Minister of Education
- Incumbent
- Assumed office 14 July 2024
- Prime Minister: Mohammed bin Rashid
- Preceded by: Ahmad Belhoul Al Falasi (May 22- July 2024)

Personal details
- Born: 1987 (age 38–39) United Arab Emirates
- Education: American University of Sharjah

= Sarah Al Amiri =

Emirati scientist and minister

Sarah bint Yousef Al Amiri (سارة بنت يوسف الأميري, born 1987) is the Minister of Education of United Arab Emirates. She is the former Minister of State for Advanced Technology within the Ministry of Industry and Advanced Technology, and former Chair of the Board of Directors of the Emirates Schools Establishment. Al Amiri is also the chair of the UAE Space Agency and the United Arab Emirates Council of Scientists, and Deputy Project Manager of the Emirates Mars Mission.

== Early life and education ==
Al Amiri was born in the United Arab Emirates in 1987. She grew up in Abu Dhabi. She studied computer science at the American University of Sharjah, earning bachelor's and master's degrees. She was always interested in aerospace engineering but grew up at a time when United Arab Emirates did not have a space program.

== Research and career ==

Al Amiri began her career at the Emirates Institution for Advanced Science and Technology, where she worked on DubaiSat-1 and DubaiSat-2. In 2018 she was appointed the chairwoman of the UAE Council for the Fourth Industrial Revolution and in 2016 the head of the Emirates Scientist Council.

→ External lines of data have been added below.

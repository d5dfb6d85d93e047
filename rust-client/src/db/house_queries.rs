use anyhow::Result;
use sqlx::PgPool;

use crate::domain::{CircuitRow, House, HourlyLimits, MonitorDevice};

pub async fn houses(pool: &PgPool) -> Result<Vec<House>> {
    let rows = sqlx::query_as::<_, House>(
        r#"
        SELECT house_id, name, sname, iga, ciga, ega
        FROM houses
        ORDER BY house_id
        "#,
    )
    .fetch_all(pool)
    .await?;

    Ok(rows)
}

pub async fn house(pool: &PgPool, house_id: i32) -> Result<Option<House>> {
    let row = sqlx::query_as::<_, House>(
        r#"
        SELECT house_id, name, sname, iga, ciga, ega
        FROM houses
        WHERE house_id = $1
        "#,
    )
    .bind(house_id)
    .fetch_optional(pool)
    .await?;

    Ok(row)
}

pub async fn devices(pool: &PgPool, house_id: i32) -> Result<Vec<MonitorDevice>> {
    let rows = sqlx::query_as::<_, MonitorDevice>(
        r#"
        SELECT device_id, house_id, name
        FROM monitor_devices
        WHERE house_id = $1
        ORDER BY device_id
        "#,
    )
    .bind(house_id)
    .fetch_all(pool)
    .await?;

    Ok(rows)
}

pub async fn circuits(pool: &PgPool, house_id: i32) -> Result<Vec<CircuitRow>> {
    let rows = sqlx::query_as::<_, CircuitRow>(
        r#"
        SELECT circuit_id, name, description
        FROM circuits
        WHERE house_id = $1
        "#,
    )
    .bind(house_id)
    .fetch_all(pool)
    .await?;

    Ok(rows)
}

/// Calendar years with any energy data, ascending. Drives year pickers.
pub async fn years_with_data(pool: &PgPool, house_id: i32) -> Result<Vec<i32>> {
    let years = sqlx::query_scalar::<_, i32>(
        r#"
        SELECT EXTRACT(YEAR FROM date)::int AS year
        FROM energy_monthly
        WHERE house_id = $1
        GROUP BY year
        ORDER BY year
        "#,
    )
    .bind(house_id)
    .fetch_all(pool)
    .await?;

    Ok(years)
}

pub async fn hourly_limits(pool: &PgPool, house_id: i32) -> Result<Option<HourlyLimits>> {
    let row = sqlx::query_as::<_, HourlyLimits>(
        r#"
        SELECT used_max, solar_min, outdoor_deg_min, outdoor_deg_max,
               hdd_max, start_date, end_date
        FROM limits_hourly
        WHERE house_id = $1
        "#,
    )
    .bind(house_id)
    .fetch_optional(pool)
    .await?;

    Ok(row)
}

She is the science lead for the Emirates Mars Mission, Hope. The mission is partnered with University of Colorado Boulder, University of California, Berkeley and Arizona State University. She spoke at TEDxDubai Salon about the Hope Mars Mission.

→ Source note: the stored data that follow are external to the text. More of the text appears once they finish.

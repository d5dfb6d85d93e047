//! Query-parameter normalization shared by every chart view.
//!
//! Raw query-string pairs come in; a canonical [`ViewArgs`] comes out, or
//! a [`FilterError`] that the HTTP layer renders as a JSON error object.

use std::collections::HashMap;

use once_cell::sync::Lazy;
use regex::Regex;
use serde::Serialize;
use time::format_description::FormatItem;
use time::macros::format_description;
use time::{Date, Duration, Month, PrimitiveDateTime, Time};

use crate::domain::CircuitSelector;

static DURATION_RE: Lazy<Regex> =
    Lazy::new(|| Regex::new(r"^([0-9]+)([a-zA-Z]+)$").expect("duration pattern"));

const DATE_FMT: &[FormatItem<'_>] = format_description!("[year]-[month]-[day]");
const STAMP_FMT: &[FormatItem<'_>] =
    format_description!("[year]-[month]-[day]T[hour]:[minute]:[second]");
const STAMP_SPACE_FMT: &[FormatItem<'_>] =
    format_description!("[year]-[month]-[day] [hour]:[minute]:[second]");

/// Time-bucket granularity for aggregation.
#[derive(Debug, Clone, Copy, PartialEq, Eq, Serialize)]
#[serde(rename_all = "lowercase")]
pub enum Interval {
    Hour,
    Day,
    Month,
    Year,
}

impl Interval {
    /// Substring containment against the canonical names, so pluralized
    /// forms like `days` or `months` match.
    pub fn parse(raw: &str) -> Option<Interval> {
        [Interval::Hour, Interval::Day, Interval::Month, Interval::Year]
            .into_iter()
            .find(|i| raw.contains(i.name()))
    }

    pub fn name(self) -> &'static str {
        match self {
            Interval::Hour => "hour",
            Interval::Day => "day",
            Interval::Month => "month",
            Interval::Year => "year",
        }
    }

    /// The matching `date_trunc` unit; coarsens monotonically
    /// hour -> day -> month -> year.
    pub fn trunc_unit(self) -> &'static str {
        self.name()
    }

    /// Month/year charts read the monthly fact tables; day/hour charts
    /// read the hourly ones.
    pub fn uses_monthly_tables(self) -> bool {
        matches!(self, Interval::Month | Interval::Year)
    }
}

/// Date-range bounds for fact-table filtering. Either side may be open.
#[derive(Debug, Clone, Copy, Default, PartialEq, Eq)]
pub struct DateRange {
    pub start: Option<PrimitiveDateTime>,
    pub end: Option<PrimitiveDateTime>,
}

/// Canonical, validated request parameters.
#[derive(Debug, Clone, PartialEq)]
pub struct ViewArgs {
    pub interval: Interval,
    pub range: DateRange,
    pub circuit: CircuitSelector,
    /// Base temperature (deg F) for on-the-fly HDD.
    pub base: f64,
    /// Temperature sensor device id.
    pub location: i32,
}

#[derive(Debug, Clone, PartialEq, Eq, thiserror::Error)]
pub enum FilterError {
    #[error("No arguments found.")]
    NoArguments,
    #[error("Interval '{0}' does not exist")]
    BadInterval(String),
    #[error("Circuit '{0}' does not exist")]
    UnknownCircuit(String),
}

impl ViewArgs {
    /// Normalize raw query-string pairs. An empty query string is an
    /// error; every individual parameter falls back to its default.
    pub fn from_pairs(pairs: &HashMap<String, String>) -> Result<ViewArgs, FilterError> {
        if pairs.is_empty() {
            return Err(FilterError::NoArguments);
        }

        let raw_interval = pairs.get("interval").map(String::as_str).unwrap_or("");
        let interval = Interval::parse(raw_interval)
            .ok_or_else(|| FilterError::BadInterval(raw_interval.to_string()))?;

        let start = pairs.get("start").and_then(|s| parse_stamp(s));
        let end = match pairs.get("end") {
            Some(raw) => parse_stamp(raw),
            None => end_from_duration(start, pairs.get("duration").map(String::as_str)),
        };

        let raw_circuit = pairs.get("circuit").map(String::as_str).unwrap_or("summary");
        let circuit = CircuitSelector::parse(raw_circuit)
            .ok_or_else(|| FilterError::UnknownCircuit(raw_circuit.to_string()))?;

        let base = pairs
            .get("base")
            .and_then(|b| b.parse::<f64>().ok())
            .unwrap_or(65.0);
        let location = pairs
            .get("location")
            .and_then(|l| l.parse::<i32>().ok())
            .unwrap_or(0);

        Ok(ViewArgs {
            interval,
            range: DateRange { start, end },
            circuit,
            base,
            location,
        })
    }
}

/// Accepts a bare date (midnight) or a full timestamp with `T` or space
/// separator. Anything else is treated as absent.
pub fn parse_stamp(raw: &str) -> Option<PrimitiveDateTime> {
    if let Ok(date) = Date::parse(raw, DATE_FMT) {
        return Some(PrimitiveDateTime::new(date, Time::MIDNIGHT));
    }
    PrimitiveDateTime::parse(raw, STAMP_FMT)
        .or_else(|_| PrimitiveDateTime::parse(raw, STAMP_SPACE_FMT))
        .ok()
}

/// `end = start + n * unit - 1 minute`, for durations written as
/// `<n><unit>` ("31days", "5months", "1year"). Missing or malformed
/// start/duration leaves the end bound open.
fn end_from_duration(
    start: Option<PrimitiveDateTime>,
    duration: Option<&str>,
) -> Option<PrimitiveDateTime> {
    let start = start?;
    let caps = DURATION_RE.captures(duration?)?;
    let n: i32 = caps[1].parse().ok()?;
    let unit = &caps[2];

    let advanced = if unit.contains("day") {
        start.checked_add(Duration::days(i64::from(n)))?
    } else if unit.contains("month") {
        add_months(start, n)?
    } else if unit.contains("year") {
        add_months(start, n.checked_mul(12)?)?
    } else {
        return None;
    };

    advanced.checked_sub(Duration::minutes(1))
}

/// Calendar-month addition, clamping the day to the target month's
/// length (Jan 31 + 1 month = Feb 28/29).
fn add_months(stamp: PrimitiveDateTime, months: i32) -> Option<PrimitiveDateTime> {
    let zero_based = (stamp.year() * 12) + i32::from(stamp.month() as u8) - 1;
    let target = zero_based.checked_add(months)?;
    let year = target.div_euclid(12);
    let month = Month::try_from((target.rem_euclid(12) + 1) as u8).ok()?;
    let day = stamp.day().min(time::util::days_in_month(month, year));
    let date = Date::from_calendar_date(year, month, day).ok()?;
    Some(PrimitiveDateTime::new(date, stamp.time()))
}

/// Item timestamps render with the time of day only at hourly grain.
pub fn format_stamp(interval: Interval, stamp: PrimitiveDateTime) -> String {
    let fmt = match interval {
        Interval::Hour => STAMP_FMT,
        _ => DATE_FMT,
    };
    stamp.format(fmt).unwrap_or_else(|_| stamp.to_string())
}

/// Space-separated timestamp, used by the per-house limits payload.
pub fn format_stamp_space(stamp: PrimitiveDateTime) -> String {
    stamp
        .format(STAMP_SPACE_FMT)
        .unwrap_or_else(|_| stamp.to_string())
}

#[cfg(test)]
mod tests {
    use super::*;
    use time::macros::datetime;

    fn pairs(kv: &[(&str, &str)]) -> HashMap<String, String> {
        kv.iter()
            .map(|(k, v)| (k.to_string(), v.to_string()))
            .collect()
    }

    #[test]
    fn empty_query_string_is_an_error() {
        assert_eq!(
            ViewArgs::from_pairs(&HashMap::new()),
            Err(FilterError::NoArguments)
        );
    }

    #[test]
    fn interval_matching_accepts_plurals() {
        assert_eq!(Interval::parse("days"), Some(Interval::Day));
        assert_eq!(Interval::parse("months"), Some(Interval::Month));
        assert_eq!(Interval::parse("hour"), Some(Interval::Hour));
        assert_eq!(Interval::parse("years"), Some(Interval::Year));
        assert_eq!(Interval::parse("weeks"), None);
    }

    #[test]
    fn bad_interval_is_rejected_with_the_raw_value() {
        let err = ViewArgs::from_pairs(&pairs(&[("interval", "weeks")])).unwrap_err();
        assert_eq!(err.to_string(), "Interval 'weeks' does not exist");
    }

    #[test]
    fn defaults_apply_when_parameters_are_absent() {
        let args = ViewArgs::from_pairs(&pairs(&[("interval", "months")])).unwrap();
        assert_eq!(args.circuit.id(), "summary");
        assert_eq!(args.base, 65.0);
        assert_eq!(args.location, 0);
        assert_eq!(args.range, DateRange::default());
    }

    #[test]
    fn end_is_start_plus_duration_minus_one_minute() {
        let args = ViewArgs::from_pairs(&pairs(&[
            ("interval", "days"),
            ("start", "2014-01-01"),
            ("duration", "31days"),
        ]))
        .unwrap();
        assert_eq!(args.range.start, Some(datetime!(2014-01-01 00:00)));
        assert_eq!(args.range.end, Some(datetime!(2014-01-31 23:59)));

        let args = ViewArgs::from_pairs(&pairs(&[
            ("interval", "months"),
            ("start", "2012-01-01"),
            ("duration", "1year"),
        ]))
        .unwrap();
        assert_eq!(args.range.end, Some(datetime!(2012-12-31 23:59)));

        let args = ViewArgs::from_pairs(&pairs(&[
            ("interval", "months"),
            ("start", "2013-01-01"),
            ("duration", "4months"),
        ]))
        .unwrap();
        assert_eq!(args.range.end, Some(datetime!(2013-04-30 23:59)));
    }

    #[test]
    fn month_addition_clamps_to_month_length() {
        assert_eq!(
            add_months(datetime!(2013-01-31 00:00), 1),
            Some(datetime!(2013-02-28 00:00))
        );
        assert_eq!(
            add_months(datetime!(2012-01-31 00:00), 1),
            Some(datetime!(2012-02-29 00:00))
        );
        assert_eq!(
            add_months(datetime!(2013-11-30 12:30), 2),
            Some(datetime!(2014-01-30 12:30))
        );
    }

    #[test]
    fn malformed_duration_or_missing_start_leaves_end_open() {
        let args = ViewArgs::from_pairs(&pairs(&[
            ("interval", "days"),
            ("start", "2014-01-01"),
            ("duration", "eleven"),
        ]))
        .unwrap();
        assert_eq!(args.range.end, None);

        let args = ViewArgs::from_pairs(&pairs(&[
            ("interval", "days"),
            ("duration", "31days"),
        ]))
        .unwrap();
        assert_eq!(args.range.start, None);
        assert_eq!(args.range.end, None);

        let args = ViewArgs::from_pairs(&pairs(&[
            ("interval", "days"),
            ("start", "2014-01-01"),
            ("duration", "31fortnights"),
        ]))
        .unwrap();
        assert_eq!(args.range.end, None);
    }

    #[test]
    fn invalid_start_becomes_open_bound() {
        let args = ViewArgs::from_pairs(&pairs(&[
            ("interval", "days"),
            ("start", "not-a-date"),
        ]))
        .unwrap();
        assert_eq!(args.range.start, None);
    }

    #[test]
    fn explicit_end_is_parsed() {
        let args = ViewArgs::from_pairs(&pairs(&[
            ("interval", "months"),
            ("end", "2013-01-01"),
        ]))
        .unwrap();
        assert_eq!(args.range.end, Some(datetime!(2013-01-01 00:00)));
    }

    #[test]
    fn stamps_parse_with_and_without_time() {
        assert_eq!(parse_stamp("2013-05-04"), Some(datetime!(2013-05-04 00:00)));
        assert_eq!(
            parse_stamp("2013-05-04T06:00:00"),
            Some(datetime!(2013-05-04 06:00))
        );
        assert_eq!(
            parse_stamp("2013-05-04 06:00:00"),
            Some(datetime!(2013-05-04 06:00))
        );
        assert_eq!(parse_stamp(""), None);
    }

    #[test]
    fn stamp_formatting_follows_interval() {
        let at = datetime!(2013-01-01 15:00);
        assert_eq!(format_stamp(Interval::Hour, at), "2013-01-01T15:00:00");
        assert_eq!(format_stamp(Interval::Day, at), "2013-01-01");
        assert_eq!(format_stamp(Interval::Year, at), "2013-01-01");
    }

    #[test]
    fn unknown_circuit_is_rejected() {
        let err = ViewArgs::from_pairs(&pairs(&[
            ("interval", "months"),
            ("circuit", "garage"),
        ]))
        .unwrap_err();
        assert_eq!(err.to_string(), "Circuit 'garage' does not exist");
    }
}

In 2015, the World Economic Forum honoured her as one of its 50 Young Scientists for her contributions to science, technology and engineering World Economic Forum.

In October 2017, Amiri was named Minister of State for Advanced Sciences in the United Arab Emirates Cabinet. In an effort to increase global scientific collaboration, Al Amiri toured US scientific institutions in November 2017. She was on the list of the BBC's 100 Women (BBC) announced on 23 November 2020.

In November 2017, Amiri became the first Emirati to speak at an international TED event when she spoke about the Hope Mars Mission in Louisiana. The mission launched in July 2020 and reached Mars in February 2021 to coincide with the 50th anniversary of the United Arab Emirates.

In February 2021, she was also named in the 2021 Time 100 Next, an annual list of the next 100 most influential people. In May 2022, Sheikh Mohammed bin Rashid, UAE Vice President and Ruler of Dubai, appointed Al Amiri as Minister of State for Public Education and Future Technology and Chair of the Board of Directors of the Emirates Schools Establishment.

In 2021, Al Amiri was selected as a Bloomberg New Economy Catalyst. As part of the program, she attended the annual New Economy Forum held in Singapore, and the Bloomberg New Economy Catalyst Retreat that same year.

In March 2025, Al Amiri signed two Memoranda of Understanding with the Russian Ministry of Education and the "Talent and Success" educational foundation. These agreements focus on enhancing international collaboration in education, exchanging expertise in scientific research, and developing student talents.